Computers consist of *millions* of solder connections. Many of them are surface mount chips where the connections are formed automatically by painting the circuit board with solder paste, placing the cips, and then heating it until the solder melts and pulls everything into place and connects it.
This is called "Reflow" soldering - http://www.youtube.com/watch?v=5AUpN5kfiLc (The interesting bit happens at 1:25 )
Sometimes a connection isnt made properly, and since a computers circuitry ticks over like a swiss watch running in hyperdrive, the effect of a single not connected pin would be like one of said watches gears missing a tooth whilst meshing at warp 9
Putting some heat into things causes the circuit boards and metal to expand slightly, which can either make or break a connection. Sometimes heat causes the dodgy connection to press tighter together and everything is ok, sometimes it pulls it apart and things fall apart when it gets warm.

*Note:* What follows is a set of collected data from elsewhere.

//! Health check types
//!
//! Per-component checks roll up into a [`HealthReport`], which backs both
//! liveness ("is the coordinator running") and readiness ("should new
//! requests be routed here") decisions.

use serde::{Deserialize, Serialize};
use std::collections::HashMap;

/// Health status for the coordinator or one of its components.
#[derive(Debug, Clone, Copy, PartialEq, Eq, Hash, PartialOrd, Ord, Serialize, Deserialize)]
#[serde(rename_all = "lowercase")]
pub enum HealthStatus {
    /// Component is fully operational
    Healthy,
    /// Component is operational but degraded
    Degraded,
    /// Component is not operational
    Unhealthy,
}

impl HealthStatus {
    /// The worse of two statuses.
    pub fn worst(self, other: HealthStatus) -> HealthStatus {
        self.max(other)
    }
}

/// Detailed health check result for a component.
#[derive(Debug, Clone, PartialEq, Serialize, Deserialize)]
pub struct HealthCheck {
    pub status: HealthStatus,
    pub component: String,
    pub message: Option<String>,
    pub metadata: Option<HashMap<String, serde_json::Value>>,
}

impl HealthCheck {
    pub fn healthy(component: impl Into<String>) -> Self {
        Self {
            status: HealthStatus::Healthy,
            component: component.into(),
            message: None,
            metadata: None,
        }
    }

    pub fn degraded(component: impl Into<String>, message: impl Into<String>) -> Self {
        Self {
            status: HealthStatus::Degraded,
            component: component.into(),
            message: Some(message.into()),
            metadata: None,
        }
    }

    pub fn unhealthy(component: impl Into<String>, message: impl Into<String>) -> Self {
        Self {
            status: HealthStatus::Unhealthy,
            component: component.into(),
            message: Some(message.into()),
            metadata: None,
        }
    }

    /// Add metadata.
    pub fn with_metadata(mut self, key: impl Into<String>, value: serde_json::Value) -> Self {
        self.metadata
            .get_or_insert_with(HashMap::new)
            .insert(key.into(), value);
        self
    }
}

/// Aggregated health of a coordinator.
#[derive(Debug, Clone, PartialEq, Serialize, Deserialize)]
pub struct HealthReport {
    /// Worst status across all checks.
    pub status: HealthStatus,
    pub version: String,
    pub uptime_secs: u64,
    pub checks: Vec<HealthCheck>,
}

impl HealthReport {
    pub fn new(version: impl Into<String>, uptime_secs: u64, checks: Vec<HealthCheck>) -> Self {
        let status = checks
            .iter()
            .fold(HealthStatus::Healthy, |acc, c| acc.worst(c.status));
        Self {
            status,
            version: version.into(),
            uptime_secs,
            checks,
        }
    }

    /// Ready to accept traffic. A degraded coordinator still serves
    /// requests (durable-tier outages fail open).
    pub fn is_ready(&self) -> bool {
        self.status != HealthStatus::Unhealthy
    }

    pub fn check(&self, component: &str) -> Option<&HealthCheck> {
        self.checks.iter().find(|c| c.component == component)
    }
}

#[cfg(test)]
mod tests {
    use super::*;

    #[test]
    fn test_report_takes_worst_status() {
        let report = HealthReport::new(
            "0.4.0",
            12,
            vec![
                HealthCheck::healthy("admission"),
                HealthCheck::degraded("durable_tier", "backing off"),
            ],
        );
        assert_eq!(report.status, HealthStatus::Degraded);
        assert!(report.is_ready());
        assert_eq!(
            report.check("durable_tier").and_then(|c| c.message.as_deref()),
            Some("backing off")
        );
    }

    #[test]
    fn test_unhealthy_is_not_ready() {
        let report = HealthReport::new(
            "0.4.0",
            0,
            vec![HealthCheck::unhealthy("admission", "closed")],
        );
        assert!(!report.is_ready());
    }

    #[test]
    fn test_empty_report_is_healthy() {
        let report = HealthReport::new("0.4.0", 0, vec![]);
        assert_eq!(report.status, HealthStatus::Healthy);
    }

    #[test]
    fn test_status_serializes_lowercase() {
        let json = serde_json::to_string(&HealthStatus::Degraded).unwrap();
        assert_eq!(json, "\"degraded\"");
    }
}
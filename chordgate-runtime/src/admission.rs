//! Admission control: a concurrency limit C with a bounded wait queue Q.
//!
//! - fewer than C tickets outstanding: grant immediately
//! - otherwise, fewer than Q waiters: queue, bounded by the caller's timeout
//! - otherwise: reject immediately
//!
//! A ticket wraps an owned semaphore permit, so it is released exactly once,
//! when dropped, on every exit path of the task holding it.

use std::sync::atomic::{AtomicU64, AtomicUsize, Ordering};
use std::sync::Arc;
use std::time::Duration;

use chordgate_core::{AdmissionConfig, AdmissionRejected, RejectReason};
use tokio::sync::{OwnedSemaphorePermit, Semaphore, TryAcquireError};
use tokio::time::Instant;

/// A granted execution slot. Dropping it releases the slot.
#[derive(Debug)]
pub struct AdmissionTicket {
    _permit: OwnedSemaphorePermit,
    granted_at: Instant,
    queued_for: Duration,
}

impl AdmissionTicket {
    /// Time spent queued before the grant.
    pub fn queued_for(&self) -> Duration {
        self.queued_for
    }

    pub fn held_for(&self) -> Duration {
        self.granted_at.elapsed()
    }

    /// Release the slot. Equivalent to dropping the ticket.
    pub fn release(self) {}
}

/// Snapshot of admission counters.
#[derive(Debug, Clone, Copy, Default, PartialEq, Eq)]
pub struct AdmissionStats {
    pub granted: u64,
    pub rejected_queue_full: u64,
    pub rejected_wait_timeout: u64,
    pub rejected_shutting_down: u64,
    pub executing: usize,
    pub queued: usize,
    pub peak_executing: usize,
    pub peak_queued: usize,
}

#[derive(Debug, Default)]
struct Counters {
    granted: AtomicU64,
    rejected_queue_full: AtomicU64,
    rejected_wait_timeout: AtomicU64,
    rejected_shutting_down: AtomicU64,
    peak_executing: AtomicUsize,
    peak_queued: AtomicUsize,
}

/// Decrements the waiter count when a queued acquire finishes or is dropped.
struct QueueSlot<'a>(&'a AtomicUsize);

impl Drop for QueueSlot<'_> {
    fn drop(&mut self) {
        self.0.fetch_sub(1, Ordering::AcqRel);
    }
}

/// Bounded-concurrency gate with a bounded wait queue.
#[derive(Debug)]
pub struct AdmissionController {
    slots: Arc<Semaphore>,
    limit: usize,
    queue_capacity: usize,
    waiting: AtomicUsize,
    busy_retry_after: Duration,
    timeout_retry_after: Duration,
    counters: Counters,
}

impl AdmissionController {
    pub fn new(config: &AdmissionConfig) -> Self {
        let limit = config.max_concurrent.max(1);
        Self {
            slots: Arc::new(Semaphore::new(limit)),
            limit,
            queue_capacity: config.max_queue_size,
            waiting: AtomicUsize::new(0),
            busy_retry_after: config.busy_retry_after,
            timeout_retry_after: config.timeout_retry_after,
            counters: Counters::default(),
        }
    }

    /// Acquire a ticket, waiting at most `timeout` in the queue.
    pub async fn acquire(&self, timeout: Duration) -> Result<AdmissionTicket, AdmissionRejected> {
        let started = Instant::now();

        match self.slots.clone().try_acquire_owned() {
            Ok(permit) => return Ok(self.grant(permit, started)),
            Err(TryAcquireError::Closed) => return Err(self.reject(RejectReason::ShuttingDown)),
            Err(TryAcquireError::NoPermits) => {}
        }

        let reserved = self
            .waiting
            .fetch_update(Ordering::AcqRel, Ordering::Acquire, |w| {
                (w < self.queue_capacity).then_some(w + 1)
            });
        let queued = match reserved {
            Ok(previous) => previous + 1,
            Err(_) => return Err(self.reject(RejectReason::QueueFull)),
        };
        self.counters.peak_queued.fetch_max(queued, Ordering::Relaxed);
        let _slot = QueueSlot(&self.waiting);

        match tokio::time::timeout(timeout, self.slots.clone().acquire_owned()).await {
            Ok(Ok(permit)) => Ok(self.grant(permit, started)),
            Ok(Err(_)) => Err(self.reject(RejectReason::ShuttingDown)),
            Err(_) => Err(self.reject(RejectReason::WaitTimeout)),
        }
    }

    /// Stop granting. Queued waiters are rejected; outstanding tickets stay
    /// valid until dropped.
    pub fn close(&self) {
        self.slots.close();
    }

    pub fn is_closed(&self) -> bool {
        self.slots.is_closed()
    }

    /// Tickets currently outstanding.
    pub fn executing(&self) -> usize {
        self.limit.saturating_sub(self.slots.available_permits())
    }

    /// Requests currently waiting in the queue.
    pub fn queued(&self) -> usize {
        self.waiting.load(Ordering::Acquire)
    }

    pub fn limit(&self) -> usize {
        self.limit
    }

    pub fn queue_capacity(&self) -> usize {
        self.queue_capacity
    }

    pub fn stats(&self) -> AdmissionStats {
        AdmissionStats {
            granted: self.counters.granted.load(Ordering::Relaxed),
            rejected_queue_full: self.counters.rejected_queue_full.load(Ordering::Relaxed),
            rejected_wait_timeout: self.counters.rejected_wait_timeout.load(Ordering::Relaxed),
            rejected_shutting_down: self.counters.rejected_shutting_down.load(Ordering::Relaxed),
            executing: self.executing(),
            queued: self.queued(),
            peak_executing: self.counters.peak_executing.load(Ordering::Relaxed),
            peak_queued: self.counters.peak_queued.load(Ordering::Relaxed),
        }
    }

    fn grant(&self, permit: OwnedSemaphorePermit, started: Instant) -> AdmissionTicket {
        self.counters.granted.fetch_add(1, Ordering::Relaxed);
        self.counters
            .peak_executing
            .fetch_max(self.executing(), Ordering::Relaxed);
        AdmissionTicket {
            _permit: permit,
            granted_at: Instant::now(),
            queued_for: started.elapsed(),
        }
    }

    fn reject(&self, reason: RejectReason) -> AdmissionRejected {
        let (counter, retry_after) = match reason {
            RejectReason::QueueFull => (&self.counters.rejected_queue_full, self.busy_retry_after),
            RejectReason::WaitTimeout => {
                (&self.counters.rejected_wait_timeout, self.timeout_retry_after)
            }
            RejectReason::ShuttingDown => {
                (&self.counters.rejected_shutting_down, self.busy_retry_after)
            }
        };
        counter.fetch_add(1, Ordering::Relaxed);
        AdmissionRejected {
            reason,
            retry_after,
        }
    }
}

#[cfg(test)]
mod tests {
    use super::*;

    fn controller(limit: usize, queue: usize) -> Arc<AdmissionController> {
        Arc::new(AdmissionController::new(&AdmissionConfig {
            max_concurrent: limit,
            max_queue_size: queue,
            ..AdmissionConfig::default()
        }))
    }

    #[tokio::test]
    async fn test_grants_up_to_limit() {
        let gate = controller(2, 0);
        let a = gate.acquire(Duration::from_secs(1)).await.unwrap();
        let _b = gate.acquire(Duration::from_secs(1)).await.unwrap();
        assert_eq!(gate.executing(), 2);

        let rejected = gate.acquire(Duration::from_secs(1)).await.unwrap_err();
        assert_eq!(rejected.reason, RejectReason::QueueFull);
        assert_eq!(rejected.retry_after, Duration::from_secs(60));

        a.release();
        assert_eq!(gate.executing(), 1);
        assert!(gate.acquire(Duration::from_secs(1)).await.is_ok());
    }

    #[tokio::test(start_paused = true)]
    async fn test_queued_request_times_out() {
        let gate = controller(1, 1);
        let _held = gate.acquire(Duration::from_secs(1)).await.unwrap();

        let rejected = gate.acquire(Duration::from_millis(200)).await.unwrap_err();
        assert_eq!(rejected.reason, RejectReason::WaitTimeout);
        assert_eq!(rejected.retry_after, Duration::from_secs(30));
        assert_eq!(gate.queued(), 0);
    }

    #[tokio::test]
    async fn test_queued_request_granted_on_release() {
        let gate = controller(1, 1);
        let held = gate.acquire(Duration::from_secs(1)).await.unwrap();

        let waiter = {
            let gate = gate.clone();
            tokio::spawn(async move { gate.acquire(Duration::from_secs(10)).await })
        };
        while gate.queued() == 0 {
            tokio::task::yield_now().await;
        }
        drop(held);

        let ticket = waiter.await.unwrap().unwrap();
        assert_eq!(gate.executing(), 1);
        drop(ticket);
        assert_eq!(gate.executing(), 0);
    }

    #[tokio::test]
    async fn test_full_queue_rejects_immediately() {
        let gate = controller(1, 1);
        let _held = gate.acquire(Duration::from_secs(1)).await.unwrap();

        let _queued = {
            let gate = gate.clone();
            tokio::spawn(async move { gate.acquire(Duration::from_secs(60)).await })
        };
        while gate.queued() == 0 {
            tokio::task::yield_now().await;
        }

        let started = Instant::now();
        let rejected = gate.acquire(Duration::from_secs(60)).await.unwrap_err();
        assert_eq!(rejected.reason, RejectReason::QueueFull);
        assert!(started.elapsed() < Duration::from_secs(1));
        assert_eq!(gate.stats().rejected_queue_full, 1);
    }

    #[tokio::test]
    async fn test_close_rejects_waiters_and_new_requests() {
        let gate = controller(1, 4);
        let held = gate.acquire(Duration::from_secs(1)).await.unwrap();

        let waiter = {
            let gate = gate.clone();
            tokio::spawn(async move { gate.acquire(Duration::from_secs(60)).await })
        };
        while gate.queued() == 0 {
            tokio::task::yield_now().await;
        }

        gate.close();
        let rejected = waiter.await.unwrap().unwrap_err();
        assert_eq!(rejected.reason, RejectReason::ShuttingDown);
        assert_eq!(
            gate.acquire(Duration::from_secs(1)).await.unwrap_err().reason,
            RejectReason::ShuttingDown
        );
        drop(held);
    }

    #[tokio::test(flavor = "multi_thread", worker_threads = 4)]
    async fn test_never_more_than_limit_executing() {
        let gate = controller(3, 100);
        let running = Arc::new(AtomicUsize::new(0));
        let peak = Arc::new(AtomicUsize::new(0));

        let mut handles = Vec::new();
        for _ in 0..30 {
            let gate = gate.clone();
            let running = running.clone();
            let peak = peak.clone();
            handles.push(tokio::spawn(async move {
                let ticket = gate.acquire(Duration::from_secs(30)).await.unwrap();
                let now = running.fetch_add(1, Ordering::SeqCst) + 1;
                peak.fetch_max(now, Ordering::SeqCst);
                tokio::time::sleep(Duration::from_millis(2)).await;
                running.fetch_sub(1, Ordering::SeqCst);
                drop(ticket);
            }));
        }
        for handle in handles {
            handle.await.unwrap();
        }

        assert!(peak.load(Ordering::SeqCst) <= 3);
        assert!(gate.stats().peak_executing <= 3);
        assert_eq!(gate.executing(), 0);
        assert_eq!(gate.stats().granted, 30);
    }
}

This is why any repair electronics techies bench will always have a heat gun and a can of freeze spray - it allows you to move around the circuit board heating and cooling parts of it, which localises which area causes failures when temperature cycled.
Unfortunately most computer components are of such a high connection density (any square centimeter probably contains a few hundred connections), such a low cost, and are so difficult to hand-rework becuase of the tiny solder joints, that trying to find the faulty connection and resolder it just isnt worth the time.
Usually your best bet is to use afore mentioned hair dryer and freeze spray to narrow the problem down to an individual board (motherboard, graphics, card, hard drive, whatever), and just replace that part.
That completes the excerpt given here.